İlber Ortaylı: Fırat ve Dicle havzasında boşalan köylere Uygur ve Kırgızlar doldurulmalı
Halktv sayfasından alınan verilere göre, SonTurkHaber.com bilgi veriyor.
Prof. Dr. İlber Ortaylı su savaşlarının petrol savaşlarından daha önemli olduğuna değindiği bir yazıyı kaleme aldı. Yurdun farklı noktalarında patlak veren su krizlerine değinen Ortaylı, bu sorunun mutlaka çözülmesi gerektiğini ifade etti. Fırat havzasının kritik önemine atıfta bulunan Ortaylı bu havzanın hakimiyetini korumak zorunda olunduğunu kaydetti.
ÖNERİSİ: UYGURLAR VE KIRGIZLAR FIRAT-DİCLE HAVZASINA YERLEŞTİRİLMELİOrtaylı petrol savaşlarından daha önemli olduğunu ifade ettiği su savaşları için alınması gereken önlemleri sıraladı. Fırat ve Dicle havzasında boşalan köylere Uygurlu çiftçilerin, hayvancılık konusunda uzman olduğunu belirttiği Kırgızların getirilmesi gerektiğini kaydeden Ortaylı, aynı zamanda Urfa vadisinin de yabancılara satılmasının durdurulması gerektiğini kaydetti.

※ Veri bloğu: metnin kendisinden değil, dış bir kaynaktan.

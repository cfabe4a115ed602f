use serde::{Deserialize, Serialize};
use time::OffsetDateTime;

use crate::types::{FREE_QUOTA, UserId};

/// Per-user credit balances. One row per user, created lazily on first
/// access. `version` is the conditional-update token: every successful
/// write bumps it by one, and writers must name the version they read.
#[derive(Debug, Clone, PartialEq, Eq, Serialize, Deserialize)]
pub struct UsageRecord {
    pub user_id: UserId,
    pub free_used: u32,
    pub paid_remaining: u32,
    pub referral_count: u32,
    #[serde(default, with = "time::serde::rfc3339::option")]
    pub referred_at: Option<OffsetDateTime>,
    #[serde(with = "time::serde::rfc3339")]
    pub updated_at: OffsetDateTime,
    pub version: u64,
}

impl UsageRecord {
    pub fn new(user_id: impl Into<UserId>) -> Self {
        Self {
            user_id: user_id.into(),
            free_used: 0,
            paid_remaining: 0,
            referral_count: 0,
            referred_at: None,
            updated_at: OffsetDateTime::now_utc(),
            version: 0,
        }
    }

    pub fn can_interpret(&self) -> bool {
        self.free_used < FREE_QUOTA || self.paid_remaining > 0
    }

    pub fn interpretations_left(&self) -> u32 {
        FREE_QUOTA.saturating_sub(self.free_used) + self.paid_remaining
    }
}

/// Which balance a debit consumed. Paid credits are consumed before the
/// free quota once both exist.
#[derive(Debug, Clone, Copy, PartialEq, Eq, Serialize, Deserialize)]
#[serde(rename_all = "snake_case")]
pub enum DebitSource {
    Paid,
    Free,
}
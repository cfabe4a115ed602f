use std::sync::Arc;

use async_trait::async_trait;
use oneira::{
    ledger::{
        CreditLedger, InsertOutcome, LedgerError, LedgerErrorKind, MarkReferredOutcome,
        MemoryUsageStore, UpdateOutcome, UsageRecord, UsageStore,
    },
    referral::{
        MemoryProfileDirectory, MemoryReferralLog, ProfileDirectory, ReferralErrorKind,
        ReferralLog, ReferralProcessor,
    },
};
use time::OffsetDateTime;

use crate::{code_of, fixture_with_users};

const REFERRER: &str = "referrer-0001-aaaa";
const NEW_USER: &str = "newcomer-0002-bbbb";

#[tokio::test]
async fn given_valid_code_when_processed_then_both_parties_receive_the_bonus() {
    let fixture = fixture_with_users(&[REFERRER]).await;

    let grant = fixture
        .processor
        .process(code_of(REFERRER), NEW_USER)
        .await
        .expect("referral should be credited");
    assert_eq!(grant.referrer_id, REFERRER);
    assert_eq!(grant.referred_id, NEW_USER);
    assert_eq!(grant.bonus, 5);

    let referrer = fixture
        .ledger
        .get_or_create(REFERRER)
        .await
        .expect("referrer record");
    let referred = fixture
        .ledger
        .get_or_create(NEW_USER)
        .await
        .expect("referred record");

    assert_eq!(referrer.paid_remaining, 5);
    assert_eq!(referrer.referral_count, 1);
    assert_eq!(referred.paid_remaining, 5);
    assert!(referred.referred_at.is_some(), "marker must be set");

    let logged = fixture
        .log
        .find_by_referred(NEW_USER)
        .await
        .expect("log lookup")
        .expect("audit row must exist");
    assert_eq!(logged.referrer_id, REFERRER);
}

#[tokio::test]
async fn given_same_activation_twice_then_second_is_rejected_and_credits_unchanged() {
    let fixture = fixture_with_users(&[REFERRER]).await;

    fixture
        .processor
        .process(code_of(REFERRER), NEW_USER)
        .await
        .expect("first activation should succeed");

    let err = fixture
        .processor
        .process(code_of(REFERRER), NEW_USER)
        .await
        .expect_err("replayed activation must be rejected");
    assert_eq!(err.kind, ReferralErrorKind::AlreadyReferred);

    let referrer = fixture
        .ledger
        .get_or_create(REFERRER)
        .await
        .expect("referrer record");
    let referred = fixture
        .ledger
        .get_or_create(NEW_USER)
        .await
        .expect("referred record");
    assert_eq!(referrer.paid_remaining, 5, "each party credited exactly once");
    assert_eq!(referrer.referral_count, 1);
    assert_eq!(referred.paid_remaining, 5);
}

#[tokio::test]
async fn given_concurrent_activations_then_exactly_one_credits() {
    let fixture = fixture_with_users(&[REFERRER]).await;

    let first = {
        let processor = Arc::clone(&fixture.processor);
        tokio::spawn(async move { processor.process(code_of(REFERRER), NEW_USER).await })
    };
    let second = {
        let processor = Arc::clone(&fixture.processor);
        tokio::spawn(async move { processor.process(code_of(REFERRER), NEW_USER).await })
    };

    let results = [
        first.await.expect("task join"),
        second.await.expect("task join"),
    ];
    let successes = results.iter().filter(|result| result.is_ok()).count();
    assert_eq!(successes, 1, "only the marker winner may credit");

    let referred = fixture
        .ledger
        .get_or_create(NEW_USER)
        .await
        .expect("referred record");
    assert_eq!(referred.paid_remaining, 5, "bonus must not be doubled");
}

#[tokio::test]
async fn given_unknown_code_then_invalid_code_and_no_ledger_change() {
    let fixture = fixture_with_users(&[REFERRER]).await;

    let err = fixture
        .processor
        .process("deadbeef", NEW_USER)
        .await
        .expect_err("unknown code must be rejected");
    assert_eq!(err.kind, ReferralErrorKind::InvalidCode);

    let referred = fixture
        .ledger
        .get_or_create(NEW_USER)
        .await
        .expect("referred record");
    assert_eq!(referred.paid_remaining, 0);
    assert!(referred.referred_at.is_none());
}

#[tokio::test]
async fn given_self_referral_then_invalid_code() {
    let fixture = fixture_with_users(&[REFERRER]).await;

    let err = fixture
        .processor
        .process(code_of(REFERRER), REFERRER)
        .await
        .expect_err("self referral must be rejected");
    assert_eq!(err.kind, ReferralErrorKind::InvalidCode);

    let referrer = fixture
        .ledger
        .get_or_create(REFERRER)
        .await
        .expect("referrer record");
    assert_eq!(referrer.paid_remaining, 0);
    assert_eq!(referrer.referral_count, 0);
}

/// Store that rejects counter writes for one user while letting the
/// referred-at marker through, so the grant step can be made to fail
/// after the marker is won.
struct CreditFailingStore {
    inner: MemoryUsageStore,
    fail_user: String,
}

#[async_trait]
impl UsageStore for CreditFailingStore {
    async fn fetch(&self, user_id: &str) -> Result<Option<UsageRecord>, LedgerError> {
        self.inner.fetch(user_id).await
    }

    async fn insert_new(&self, record: UsageRecord) -> Result<InsertOutcome, LedgerError> {
        self.inner.insert_new(record).await
    }

    async fn update_if_version(
        &self,
        record: UsageRecord,
        expected_version: u64,
    ) -> Result<UpdateOutcome, LedgerError> {
        if record.user_id == self.fail_user {
            return Err(LedgerError::new(
                LedgerErrorKind::Storage,
                "usage store rejected the write",
            ));
        }
        self.inner.update_if_version(record, expected_version).await
    }

    async fn mark_referred_if_unset(
        &self,
        user_id: &str,
        at: OffsetDateTime,
    ) -> Result<MarkReferredOutcome, LedgerError> {
        self.inner.mark_referred_if_unset(user_id, at).await
    }
}

#[tokio::test]
async fn given_failing_bonus_write_then_error_propagates_and_marker_stays() {
    let store = Arc::new(CreditFailingStore {
        inner: MemoryUsageStore::new(),
        fail_user: NEW_USER.to_string(),
    });
    let ledger = Arc::new(
        CreditLedger::new(Arc::clone(&store) as Arc<dyn UsageStore>).with_write_retries(16),
    );
    let directory = Arc::new(MemoryProfileDirectory::new());
    directory.register(REFERRER).await;
    let processor = ReferralProcessor::new(
        directory as Arc<dyn ProfileDirectory>,
        Arc::clone(&ledger),
        Arc::new(MemoryReferralLog::new()) as Arc<dyn ReferralLog>,
    );

    let err = processor
        .process(code_of(REFERRER), NEW_USER)
        .await
        .expect_err("a failed bonus write must surface");
    assert_eq!(err.kind, ReferralErrorKind::Ledger);

    let referred = ledger
        .get_or_create(NEW_USER)
        .await
        .expect("referred record");
    assert!(
        referred.referred_at.is_some(),
        "the marker stays set after the failed grant"
    );
    assert_eq!(referred.paid_remaining, 0, "no bonus was credited");

    let referrer = ledger
        .get_or_create(REFERRER)
        .await
        .expect("referrer record");
    assert_eq!(referrer.paid_remaining, 0, "the referrer grant never ran");
    assert_eq!(referrer.referral_count, 0);
}

#[tokio::test]
async fn given_blank_code_then_invalid_code() {
    let fixture = fixture_with_users(&[REFERRER]).await;

    let err = fixture
        .processor
        .process("  ", NEW_USER)
        .await
        .expect_err("blank code must be rejected");
    assert_eq!(err.kind, ReferralErrorKind::InvalidCode);
}
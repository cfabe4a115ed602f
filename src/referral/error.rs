use std::fmt;

use serde::{Deserialize, Serialize};

use crate::ledger::LedgerError;

#[derive(Debug, Clone, Copy, PartialEq, Eq, Serialize, Deserialize)]
#[serde(rename_all = "snake_case")]
pub enum ReferralErrorKind {
    InvalidCode,
    AlreadyReferred,
    Ledger,
    Storage,
}

#[derive(Debug, Clone, PartialEq, Eq, Serialize, Deserialize)]
pub struct ReferralError {
    pub kind: ReferralErrorKind,
    pub message: String,
}

impl ReferralError {
    pub fn new(kind: ReferralErrorKind, message: impl Into<String>) -> Self {
        Self {
            kind,
            message: message.into(),
        }
    }
}

impl fmt::Display for ReferralError {
    fn fmt(&self, f: &mut fmt::Formatter<'_>) -> fmt::Result {
        write!(f, "{}", self.message)
    }
}

impl std::error::Error for ReferralError {}

impl From<LedgerError> for ReferralError {
    fn from(err: LedgerError) -> Self {
        ReferralError::new(ReferralErrorKind::Ledger, err.message)
    }
}

pub fn invalid_code(message: impl Into<String>) -> ReferralError {
    ReferralError::new(ReferralErrorKind::InvalidCode, message)
}

pub fn already_referred(message: impl Into<String>) -> ReferralError {
    ReferralError::new(ReferralErrorKind::AlreadyReferred, message)
}

pub fn storage_error(message: impl Into<String>) -> ReferralError {
    ReferralError::new(ReferralErrorKind::Storage, message)
}
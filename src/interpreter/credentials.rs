use std::env;

use async_trait::async_trait;
use serde::{Deserialize, Serialize};

use crate::interpreter::error::{BackendError, BackendErrorKind, invalid_request};

#[derive(Debug, Clone, Serialize, Deserialize)]
#[serde(tag = "type", rename_all = "snake_case")]
pub enum CredentialRef {
    Env { var: String },
    InlineKey { key: String },
}

impl Default for CredentialRef {
    fn default() -> Self {
        CredentialRef::Env {
            var: "ONEIRA_AI_API_KEY".to_string(),
        }
    }
}

#[async_trait]
pub trait CredentialProvider: Send + Sync {
    async fn resolve(&self, reference: &CredentialRef) -> Result<String, BackendError>;
}

#[derive(Default)]
pub struct EnvCredentialProvider;

#[async_trait]
impl CredentialProvider for EnvCredentialProvider {
    async fn resolve(&self, reference: &CredentialRef) -> Result<String, BackendError> {
        match reference {
            CredentialRef::Env { var } => env::var(var).map_err(|_| {
                BackendError::new(
                    BackendErrorKind::Authentication,
                    format!("missing credential environment variable {}", var),
                )
                .with_retryable(false)
            }),
            CredentialRef::InlineKey { key } => {
                if key.trim().is_empty() {
                    return Err(invalid_request("inline credential key cannot be empty"));
                }
                Ok(key.clone())
            }
        }
    }
}
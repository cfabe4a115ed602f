
use std::sync::{
    Arc,
    atomic::{AtomicUsize, Ordering},
};

use async_trait::async_trait;
use oneira::{
    interpreter::{BackendError, BackendErrorKind, InterpretationBackend},
    ledger::{CreditLedger, MemoryUsageStore, UsageRecord, UsageStore},
    payment::{MemoryTransactionStore, PaymentGrant, TransactionStore, default_packages},
    referral::{
        MemoryProfileDirectory, MemoryReferralLog, ProfileDirectory, ReferralLog,
        ReferralProcessor,
    },
    service::InterpretationService,
    types::{Locale, Perspective},
};

/// Scripted stand-in for the generative backend. Counts calls and can
/// be told to fail one perspective so partial-failure handling is
/// observable.
pub struct MockBackend {
    calls: AtomicUsize,
    fail_perspective: Option<Perspective>,
}

impl MockBackend {
    pub fn succeeding() -> Self {
        Self {
            calls: AtomicUsize::new(0),
            fail_perspective: None,
        }
    }

    pub fn failing_on(perspective: Perspective) -> Self {
        Self {
            calls: AtomicUsize::new(0),
            fail_perspective: Some(perspective),
        }
    }

    pub fn calls(&self) -> usize {
        self.calls.load(Ordering::SeqCst)
    }
}

#[async_trait]
impl InterpretationBackend for MockBackend {
    async fn generate(
        &self,
        dream_text: &str,
        perspective: Perspective,
        locale: Locale,
    ) -> Result<String, BackendError> {
        self.calls.fetch_add(1, Ordering::SeqCst);
        if self.fail_perspective == Some(perspective) {
            return Err(BackendError::new(
                BackendErrorKind::BackendTransient,
                "scripted backend failure",
            ));
        }
        Ok(format!(
            "{} reading ({:?}) of: {}",
            perspective.as_str(),
            locale,
            dream_text
        ))
    }
}

pub struct ServiceFixture {
    pub service: InterpretationService,
    pub ledger: Arc<CreditLedger>,
    pub backend: Arc<MockBackend>,
    pub directory: Arc<MemoryProfileDirectory>,
}

pub fn fixture(backend: MockBackend) -> ServiceFixture {
    fixture_with_records(backend, Vec::new())
}

pub fn fixture_with_records(backend: MockBackend, records: Vec<UsageRecord>) -> ServiceFixture {
    let usage_store = Arc::new(MemoryUsageStore::with_records(records));
    let ledger = Arc::new(
        CreditLedger::new(Arc::clone(&usage_store) as Arc<dyn UsageStore>).with_write_retries(16),
    );
    let directory = Arc::new(MemoryProfileDirectory::new());
    let referral = ReferralProcessor::new(
        Arc::clone(&directory) as Arc<dyn ProfileDirectory>,
        Arc::clone(&ledger),
        Arc::new(MemoryReferralLog::new()) as Arc<dyn ReferralLog>,
    );
    let payment = PaymentGrant::new(
        Arc::new(MemoryTransactionStore::new()) as Arc<dyn TransactionStore>,
        Arc::clone(&ledger),
        default_packages(),
    );
    let backend = Arc::new(backend);
    let service = InterpretationService::new(
        Arc::clone(&ledger),
        referral,
        payment,
        Arc::clone(&backend) as Arc<dyn InterpretationBackend>,
    );

    ServiceFixture {
        service,
        ledger,
        backend,
        directory,
    }
}

pub fn record(user_id: &str, free_used: u32, paid_remaining: u32) -> UsageRecord {
    let mut record = UsageRecord::new(user_id);
    record.free_used = free_used;
    record.paid_remaining = paid_remaining;
    record
}
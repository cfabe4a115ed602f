use std::sync::Arc;

use oneira::payment::{ConfirmOutcome, PaymentErrorKind, PaymentStatus};

use crate::fixture;

const USER: &str = "buyer-0001";

#[tokio::test]
async fn given_known_package_when_initiated_then_pending_transaction_is_recorded() {
    let fixture = fixture();

    let transaction = fixture
        .grant
        .create_transaction(USER, "premium")
        .await
        .expect("transaction should be created");

    assert_eq!(transaction.status, PaymentStatus::Pending);
    assert_eq!(transaction.user_id, USER);
    assert_eq!(transaction.amount_cents, 9_999);
    assert_eq!(transaction.interpretations_granted, 25);

    let status = fixture
        .grant
        .status(&transaction.id)
        .await
        .expect("status lookup");
    assert_eq!(status, Some(PaymentStatus::Pending));
}

#[tokio::test]
async fn given_unknown_package_then_creation_is_rejected() {
    let fixture = fixture();

    let err = fixture
        .grant
        .create_transaction(USER, "mystery")
        .await
        .expect_err("unknown package must be rejected");
    assert_eq!(err.kind, PaymentErrorKind::UnknownPackage);
}

#[tokio::test]
async fn given_pending_transaction_when_confirmed_then_ledger_is_credited_once() {
    let fixture = fixture();
    let transaction = fixture
        .grant
        .create_transaction(USER, "basic")
        .await
        .expect("transaction creation");

    let outcome = fixture
        .grant
        .confirm_completion(&transaction.id)
        .await
        .expect("confirmation should succeed");
    assert!(matches!(outcome, ConfirmOutcome::Credited(_)));

    let record = fixture.ledger.get_or_create(USER).await.expect("record");
    assert_eq!(record.paid_remaining, 10);
}

#[tokio::test]
async fn given_confirmation_replayed_then_second_delivery_is_a_noop() {
    let fixture = fixture();
    let transaction = fixture
        .grant
        .create_transaction(USER, "basic")
        .await
        .expect("transaction creation");

    fixture
        .grant
        .confirm_completion(&transaction.id)
        .await
        .expect("first confirmation");
    let replay = fixture
        .grant
        .confirm_completion(&transaction.id)
        .await
        .expect("replayed confirmation must not error");
    assert!(matches!(replay, ConfirmOutcome::AlreadyCompleted(_)));

    let record = fixture.ledger.get_or_create(USER).await.expect("record");
    assert_eq!(record.paid_remaining, 10, "ledger credited exactly once");
}

#[tokio::test]
async fn given_concurrent_confirmations_then_exactly_one_credits() {
    let fixture = fixture();
    let transaction = fixture
        .grant
        .create_transaction(USER, "ultimate")
        .await
        .expect("transaction creation");

    let first = {
        let grant = Arc::clone(&fixture.grant);
        let id = transaction.id.clone();
        tokio::spawn(async move { grant.confirm_completion(&id).await })
    };
    let second = {
        let grant = Arc::clone(&fixture.grant);
        let id = transaction.id.clone();
        tokio::spawn(async move { grant.confirm_completion(&id).await })
    };

    let outcomes = [
        first.await.expect("task join").expect("confirmation"),
        second.await.expect("task join").expect("confirmation"),
    ];
    let credited = outcomes
        .iter()
        .filter(|outcome| matches!(outcome, ConfirmOutcome::Credited(_)))
        .count();
    assert_eq!(credited, 1, "the transition guard admits one creditor");

    let record = fixture.ledger.get_or_create(USER).await.expect("record");
    assert_eq!(record.paid_remaining, 100);
}

#[tokio::test]
async fn given_failed_transaction_then_confirmation_is_rejected_and_nothing_credited() {
    let fixture = fixture();
    let transaction = fixture
        .grant
        .create_transaction(USER, "basic")
        .await
        .expect("transaction creation");

    fixture
        .grant
        .mark_failed(&transaction.id)
        .await
        .expect("mark failed");

    let err = fixture
        .grant
        .confirm_completion(&transaction.id)
        .await
        .expect_err("completed-after-failed must be rejected");
    assert_eq!(err.kind, PaymentErrorKind::AlreadyTerminal);

    let record = fixture.ledger.get_or_create(USER).await.expect("record");
    assert_eq!(record.paid_remaining, 0, "failed transactions never credit");

    let status = fixture
        .grant
        .status(&transaction.id)
        .await
        .expect("status lookup");
    assert_eq!(status, Some(PaymentStatus::Failed));
}

#[tokio::test]
async fn given_mark_failed_replayed_then_it_stays_a_noop() {
    let fixture = fixture();
    let transaction = fixture
        .grant
        .create_transaction(USER, "basic")
        .await
        .expect("transaction creation");

    fixture
        .grant
        .mark_failed(&transaction.id)
        .await
        .expect("first mark failed");
    fixture
        .grant
        .mark_failed(&transaction.id)
        .await
        .expect("replayed mark failed is a no-op");
}

#[tokio::test]
async fn given_unknown_transaction_then_confirmation_fails() {
    let fixture = fixture();

    let err = fixture
        .grant
        .confirm_completion("txn-does-not-exist")
        .await
        .expect_err("unknown transaction must fail");
    assert_eq!(err.kind, PaymentErrorKind::UnknownTransaction);
}
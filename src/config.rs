use std::{
    fs,
    path::{Path, PathBuf},
};

use anyhow::{Context, Result, anyhow};
use jsonschema::{JSONSchema, ValidationError};
use serde::{Deserialize, Serialize};
use serde_json::Value;

use crate::{
    interpreter::CredentialRef,
    payment::{PaymentPackage, default_packages},
};

#[derive(Debug, Clone, Serialize, Deserialize)]
pub struct Config {
    pub backend: BackendConfig,
    #[serde(default)]
    pub logging: LoggingConfig,
    #[serde(default)]
    pub server: ServerConfig,
    #[serde(default)]
    pub ledger: LedgerRuntimeConfig,
    #[serde(default)]
    pub payment: PaymentRuntimeConfig,
}

fn default_backend_base_url() -> String {
    "https://generativelanguage.googleapis.com/v1beta".to_string()
}

fn default_backend_model() -> String {
    "gemini-2.0-flash-exp".to_string()
}

fn default_request_timeout_ms() -> u64 {
    30_000
}

fn default_socket_path() -> PathBuf {
    PathBuf::from("oneira.sock")
}

fn default_state_path() -> PathBuf {
    PathBuf::from("./state/ledger.json")
}

fn default_write_retries() -> u32 {
    3
}

fn default_enabled_true() -> bool {
    true
}

fn default_logging_dir() -> PathBuf {
    PathBuf::from("./logs/oneira")
}

fn default_logging_filter() -> String {
    "info".to_string()
}

fn default_logging_rotation() -> LoggingRotation {
    LoggingRotation::Daily
}

fn default_logging_retention_days() -> usize {
    14
}

#[derive(Debug, Clone, Serialize, Deserialize)]
pub struct BackendConfig {
    #[serde(default = "default_backend_base_url")]
    pub base_url: String,
    #[serde(default = "default_backend_model")]
    pub model: String,
    #[serde(default)]
    pub credential: CredentialRef,
    #[serde(default = "default_request_timeout_ms")]
    pub request_timeout_ms: u64,
}

impl Default for BackendConfig {
    fn default() -> Self {
        Self {
            base_url: default_backend_base_url(),
            model: default_backend_model(),
            credential: CredentialRef::default(),
            request_timeout_ms: default_request_timeout_ms(),
        }
    }
}

#[derive(Debug, Clone, Serialize, Deserialize)]
pub struct ServerConfig {
    #[serde(default = "default_socket_path")]
    pub socket_path: PathBuf,
}

impl Default for ServerConfig {
    fn default() -> Self {
        Self {
            socket_path: default_socket_path(),
        }
    }
}

#[derive(Debug, Clone, Serialize, Deserialize)]
pub struct LedgerRuntimeConfig {
    #[serde(default = "default_state_path")]
    pub state_path: PathBuf,
    #[serde(default = "default_write_retries")]
    pub write_retries: u32,
}

impl Default for LedgerRuntimeConfig {
    fn default() -> Self {
        Self {
            state_path: default_state_path(),
            write_retries: default_write_retries(),
        }
    }
}

#[derive(Debug, Clone, Serialize, Deserialize)]
pub struct PaymentRuntimeConfig {
    #[serde(default = "default_packages")]
    pub packages: Vec<PaymentPackage>,
}

impl Default for PaymentRuntimeConfig {
    fn default() -> Self {
        Self {
            packages: default_packages(),
        }
    }
}

#[derive(Debug, Clone, Serialize, Deserialize, PartialEq, Eq)]
#[serde(rename_all = "kebab-case")]
pub enum LoggingRotation {
    Daily,
    Hourly,
}

#[derive(Debug, Clone, Serialize, Deserialize)]
pub struct LoggingConfig {
    #[serde(default = "default_logging_dir")]
    pub dir: PathBuf,
    #[serde(default = "default_logging_filter")]
    pub filter: String,
    #[serde(default = "default_logging_rotation")]
    pub rotation: LoggingRotation,
    #[serde(default = "default_logging_retention_days")]
    pub retention_days: usize,
    #[serde(default = "default_enabled_true")]
    pub stderr_warn_enabled: bool,
}

impl Default for LoggingConfig {
    fn default() -> Self {
        Self {
            dir: default_logging_dir(),
            filter: default_logging_filter(),
            rotation: default_logging_rotation(),
            retention_days: default_logging_retention_days(),
            stderr_warn_enabled: true,
        }
    }
}

impl Config {
    pub fn load(config_path: &Path) -> Result<Self> {
        let config_content = fs::read_to_string(config_path)
            .with_context(|| format!("failed to read {}", config_path.display()))?;
        let config_value: Value = json5::from_str(&config_content)
            .with_context(|| format!("failed to parse {}", config_path.display()))?;

        let config_base = config_path.parent().unwrap_or_else(|| Path::new("."));
        let schema_path = resolve_schema_path(config_base, &config_value)?;
        validate_against_schema(&config_value, &schema_path)?;

        let mut config: Config =
            serde_json::from_value(config_value).context("failed to deserialize config")?;

        if !config.server.socket_path.is_absolute() {
            config.server.socket_path = config_base.join(&config.server.socket_path);
        }
        if !config.ledger.state_path.is_absolute() {
            config.ledger.state_path = config_base.join(&config.ledger.state_path);
        }

        Ok(config)
    }
}

fn resolve_schema_path(config_base: &Path, config_value: &Value) -> Result<PathBuf> {
    if let Some(path_text) = config_value.get("$schema").and_then(|value| value.as_str()) {
        let configured = PathBuf::from(path_text);
        if configured.is_absolute() {
            return Ok(configured);
        }
        return Ok(config_base.join(&configured));
    }

    let local_default = config_base.join("oneira.schema.json");
    if local_default.exists() {
        return Ok(local_default);
    }

    Err(anyhow!(
        "unable to resolve schema path: expected $schema in config or oneira.schema.json"
    ))
}

fn validate_against_schema(config_value: &Value, schema_path: &Path) -> Result<()> {
    let schema_content = fs::read_to_string(schema_path)
        .with_context(|| format!("failed to read schema {}", schema_path.display()))?;
    let schema: Value = serde_json::from_str(&schema_content)
        .with_context(|| format!("failed to parse schema {}", schema_path.display()))?;

    let compiled =
        JSONSchema::compile(&schema).map_err(|e| anyhow!("failed to compile schema: {e}"))?;

    match compiled.validate(config_value) {
        Ok(()) => Ok(()),
        Err(errors_iter) => {
            let validation_errors: Vec<ValidationError> = errors_iter.collect();
            let messages: Vec<String> = validation_errors
                .into_iter()
                .map(|error| error.to_string())
                .collect();
            Err(anyhow!("config validation failed: {}", messages.join("; ")))
        }
    }
}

Ortaylı'nın yazısından ilgili kısımlar şu şekilde oldu:
"Toprağı ve suyu tüketen ürünler (mısır, yonca) için açılan kuyuların akıbeti ortadadır. Bu yanlış uygulamaların son bulması gerekir. Konya Ovası artık zirai bölge olma özelliğini yitiriyor. Çukurova’nın verimsizliğini de sert mali tedbirlerle gidermek zorundayız. Akdeniz’in en bereketli ve geniş ovası, en akılcı şekilde değerlendirilmelidir. Bundan daha acil bir program düşünülemez.""Fırat ve Dicle havzası, Türkiye için hem teknik hem demografik hem de siyasi açıdan hayati önem taşır. Burada boşalan köyler, vakit kaybetmeden Asya’daki kardeş potansiyel nüfusla doldurulmalıdır. Çin’in nükleer denemeleriyle yıpratılan bereketli Uygur bölgesinin çalışkan çiftçileri kısa zamanda Türkiye’ye getirilmelidir. Hayvancılık konusunda uzman Kırgızların da bu topraklarda faaliyet göstermesi gerekir.""Urfa vadisinin yabancılara satışı sadece durdurulmamalı; satılmış olan araziler de mutlaka geri alınmalıdır. Bu bölgede yabancı sermayeye izin verilemez. Terör örgütünün bir dönem hâkimiyet kurmaya çalıştığı bölgelerde en ufak bir taviz verilmemelidir. Doğu Akdeniz kıyıları ise Türkiye’nin elinde kalmak ve tutulmak zorundadır."